PROBLEM TO SOLVE: Transcribe, verbatim, every line from the start of the entries through the line that contains "발신자 + 시각 헤더"; include both boundary lines and omit all others.

● ● ●

//! 채팅 로그 재구성 (chatlog.txt)
//!
//! # 형식
//! ```text
//! Pelaaja:        [25.01.2026 07:30]
//! moro mitä
//! ```
//!
//! 헤더 라인 다음의 첫 번째 비어 있지 않은 라인이 메시지 본문입니다.
//!
//! # 상태 전이
//! | 상태 | 입력 | 결과 |
//! |---|---|---|
//! | AwaitingHeader | 헤더 | AwaitingBody, `Pending` |
//! | AwaitingHeader | 텍스트 | 그대로, `Noise` |
//! | AwaitingBody | 헤더 | AwaitingBody (교체), `Replaced` |
//! | AwaitingBody | 텍스트 | AwaitingHeader, `Emitted` |
//! | 모든 상태 | 빈 라인 | 그대로, `Skipped` |

use pp2sentry_core::types::ChatMessage;
use regex::Regex;

use crate::error::LogPipelineError;

/// 헤더 라인 정규식 (`이름:<공백>[DD.MM.YYYY HH:MM]<공백>`)
const HEADER_PATTERN: &str = r"^(.+?):\s+\[(\d{2}\.\d{2}\.\d{4}\s+\d{2}:\d{2})\]\s*$";

/// 분류된 채팅 라인
#[derive(Debug, Clone, PartialEq, Eq)]
pub enum ChatLine<'a> {
    /// 발신자 + 시각 헤더
    Header {
        /// 발신자 이름
        player_name: &'a str,
        /// 시각
        timestamp: &'a str,
    },
    /// 헤더가 아닌 텍스트 (본문 후보)
    Text(&'a str),
}

/// 라인 하나를 처리한 결과
#[derive(Debug, Clone, PartialEq, Eq)]
pub enum ChatStep {
    /// 새 헤더를 보관함
    Pending,
    /// 본문 없이 이전 헤더를 새 헤더로 교체함
    Replaced,
    /// 헤더 + 본문으로 메시지 완성
    Emitted(ChatMessage),
    /// 대기 중인 헤더 없이 들어온 텍스트 (버림)
    Noise,
    /// 빈 라인 (상태 변화 없음)
    Skipped,
}

#[derive(Debug, Clone, PartialEq, Eq)]
struct PendingHeader {
    player_name: String,
    timestamp: String,
}

#[derive(Debug, Clone, PartialEq, Eq)]
enum ChatState {
    AwaitingHeader,
    AwaitingBody(PendingHeader),
}

/// 채팅 메시지 재구성기
///
/// 라인을 하나씩 받아 헤더와 다음 본문 라인을 하나의 [`ChatMessage`]로 합칩니다.
#[derive(Debug, Clone)]
pub struct ChatReconstructor {
    header: Regex,
    state: ChatState,
}

impl ChatReconstructor {
    /// 새 재구성기를 생성합니다 (초기 상태: 헤더 대기).
    pub fn new() -> Result<Self, LogPipelineError> {
        Ok(Self {
            header: Regex::new(HEADER_PATTERN)?,
            state: ChatState::AwaitingHeader,
        })
    }

    /// 라인을 분류합니다. 빈 라인은 `None`입니다.
    pub fn classify<'a>(&self, raw: &'a str) -> Option<ChatLine<'a>> {
        let line = raw.trim();
        if line.is_empty() {
            return None;
        }

        match self.header.captures(line) {
            Some(caps) => match (caps.get(1), caps.get(2)) {
                (Some(name), Some(ts)) => Some(ChatLine::Header {
                    player_name: name.as_str().trim(),
                    timestamp: ts.as_str(),
                }),
                _ => Some(ChatLine::Text(line)),
            },
            None => Some(ChatLine::Text(line)),
        }
    }

    /// 원본 라인 하나를 처리합니다.
    pub fn push(&mut self, raw: &str) -> ChatStep {
        let Some(line) = self.classify(raw) else {
            return ChatStep::Skipped;
        };

        match line {
            ChatLine::Header {
                player_name,
                timestamp,
            } => {
                let header = PendingHeader {
                    player_name: player_name.to_owned(),
                    timestamp: timestamp.to_owned(),
                };
                let previous = std::mem::replace(&mut self.state, ChatState::AwaitingBody(header));
                match previous {
                    ChatState::AwaitingHeader => ChatStep::Pending,
                    ChatState::AwaitingBody(_) => ChatStep::Replaced,
                }
            }
            ChatLine::Text(body) => {
                match std::mem::replace(&mut self.state, ChatState::AwaitingHeader) {
                    ChatState::AwaitingBody(header) => ChatStep::Emitted(ChatMessage::new(
                        header.timestamp,
                        header.player_name,
                        body,
                    )),
                    ChatState::AwaitingHeader => ChatStep::Noise,
                }
            }
        }
    }

    /// 본문을 기다리는 헤더가 있는지 여부
    pub fn has_pending_header(&self) -> bool {
        matches!(self.state, ChatState::AwaitingBody(_))
    }
}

● ● ●

ANSWER TO THIS EXERCISE:
//! 채팅 로그 재구성 (chatlog.txt)
//!
//! # 형식
//! ```text
//! Pelaaja:        [25.01.2026 07:30]
//! moro mitä
//! ```
//!
//! 헤더 라인 다음의 첫 번째 비어 있지 않은 라인이 메시지 본문입니다.
//!
//! # 상태 전이
//! | 상태 | 입력 | 결과 |
//! |---|---|---|
//! | AwaitingHeader | 헤더 | AwaitingBody, `Pending` |
//! | AwaitingHeader | 텍스트 | 그대로, `Noise` |
//! | AwaitingBody | 헤더 | AwaitingBody (교체), `Replaced` |
//! | AwaitingBody | 텍스트 | AwaitingHeader, `Emitted` |
//! | 모든 상태 | 빈 라인 | 그대로, `Skipped` |

use pp2sentry_core::types::ChatMessage;
use regex::Regex;

use crate::error::LogPipelineError;

/// 헤더 라인 정규식 (`이름:<공백>[DD.MM.YYYY HH:MM]<공백>`)
const HEADER_PATTERN: &str = r"^(.+?):\s+\[(\d{2}\.\d{2}\.\d{4}\s+\d{2}:\d{2})\]\s*$";

/// 분류된 채팅 라인
#[derive(Debug, Clone, PartialEq, Eq)]
pub enum ChatLine<'a> {
    /// 발신자 + 시각 헤더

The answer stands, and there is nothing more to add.